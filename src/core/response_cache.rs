//! Deterministic response cache.
//!
//! Keys are SHA-256 digests of a normalised `(role, tier, context, history)`
//! tuple — hash the canonical bytes rather than comparing structs directly.
//! Storage is an in-memory `Mutex<HashMap>` guarded the same way as
//! [`crate::core::metrics::MetricsCollector`]; a real deployment can swap
//! this for a Redis-backed implementation behind the same [`ResponseCache`]
//! API without touching callers.

use crate::core::types::{AgentRole, CacheKey, CachedResponse, ModelTier, ResponseMetadata};
use chrono::Utc;
use sha2::{Digest, Sha256};
use std::collections::HashMap;
use std::sync::Mutex;

/// Compute the deterministic [`CacheKey`] for a would-be agent call.
///
/// `context_fingerprint` and `history_fingerprint` are caller-supplied
/// normalised strings (stable ordering, no timestamps) — see
/// [`crate::core::context_builder::ContextBuilder`] for how they're derived.
pub fn compute_cache_key(
    role: AgentRole,
    tier: ModelTier,
    query: &str,
    context_fingerprint: &str,
    history_fingerprint: &str,
) -> CacheKey {
    let mut hasher = Sha256::new();
    hasher.update(role.as_str().as_bytes());
    hasher.update(b"|");
    hasher.update(format!("{:?}", tier).as_bytes());
    hasher.update(b"|");
    hasher.update(query.trim().as_bytes());
    hasher.update(b"|");
    hasher.update(context_fingerprint.as_bytes());
    hasher.update(b"|");
    hasher.update(history_fingerprint.as_bytes());
    let digest = hasher.finalize();
    CacheKey(format!("{:x}", digest))
}

/// In-memory TTL-respecting response cache.
pub struct ResponseCache {
    entries: Mutex<HashMap<CacheKey, CachedResponse>>,
}

impl Default for ResponseCache {
    fn default() -> Self {
        Self::new()
    }
}

impl ResponseCache {
    pub fn new() -> Self {
        ResponseCache {
            entries: Mutex::new(HashMap::new()),
        }
    }

    /// Return a live entry for `key`, evicting it in place if it has expired.
    pub fn get(&self, key: &CacheKey) -> Option<CachedResponse> {
        let mut entries = self.entries.lock().unwrap();
        match entries.get(key) {
            Some(entry) if entry.is_live(Utc::now()) => Some(entry.clone()),
            Some(_) => {
                entries.remove(key);
                None
            }
            None => None,
        }
    }

    pub fn set(
        &self,
        key: CacheKey,
        role: AgentRole,
        content: String,
        metadata: ResponseMetadata,
        ttl_seconds: u64,
    ) {
        let entry = CachedResponse {
            key: key.clone(),
            role,
            content,
            metadata,
            stored_at: Utc::now(),
            ttl_seconds,
        };
        self.entries.lock().unwrap().insert(key, entry);
    }

    /// Remove every entry. Exposed for tests and administrative tooling.
    pub fn clear(&self) {
        self.entries.lock().unwrap().clear();
    }
}

#[cfg(test)]
mod tests {
    use super::*;

    #[test]
    fn same_inputs_produce_same_key() {
        let a = compute_cache_key(AgentRole::Research, ModelTier::Fast, "hello", "ctx", "hist");
        let b = compute_cache_key(AgentRole::Research, ModelTier::Fast, "hello", "ctx", "hist");
        assert_eq!(a, b);
    }

    #[test]
    fn different_role_produces_different_key() {
        let a = compute_cache_key(AgentRole::Research, ModelTier::Fast, "hello", "ctx", "hist");
        let b = compute_cache_key(AgentRole::Analysis, ModelTier::Fast, "hello", "ctx", "hist");
        assert_ne!(a, b);
    }

    #[test]
    fn expired_entry_is_not_returned() {
        let cache = ResponseCache::new();
        let key = compute_cache_key(AgentRole::Summary, ModelTier::Standard, "q", "c", "h");
        cache.set(
            key.clone(),
            AgentRole::Summary,
            "cached".into(),
            ResponseMetadata::default(),
            0,
        );
        std::thread::sleep(std::time::Duration::from_millis(5));
        assert!(cache.get(&key).is_none());
    }

    #[test]
    fn live_entry_round_trips() {
        let cache = ResponseCache::new();
        let key = compute_cache_key(AgentRole::Summary, ModelTier::Standard, "q", "c", "h");
        cache.set(
            key.clone(),
            AgentRole::Summary,
            "cached".into(),
            ResponseMetadata::default(),
            60,
        );
        let hit = cache.get(&key).expect("entry should still be live");
        assert_eq!(hit.content, "cached");
    }
}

—————

* TASK TO COMPLETE
Search the material above for "query". Pull out each line where it shows up.

* TASK RESPONSE
    query: &str,
    hasher.update(query.trim().as_bytes());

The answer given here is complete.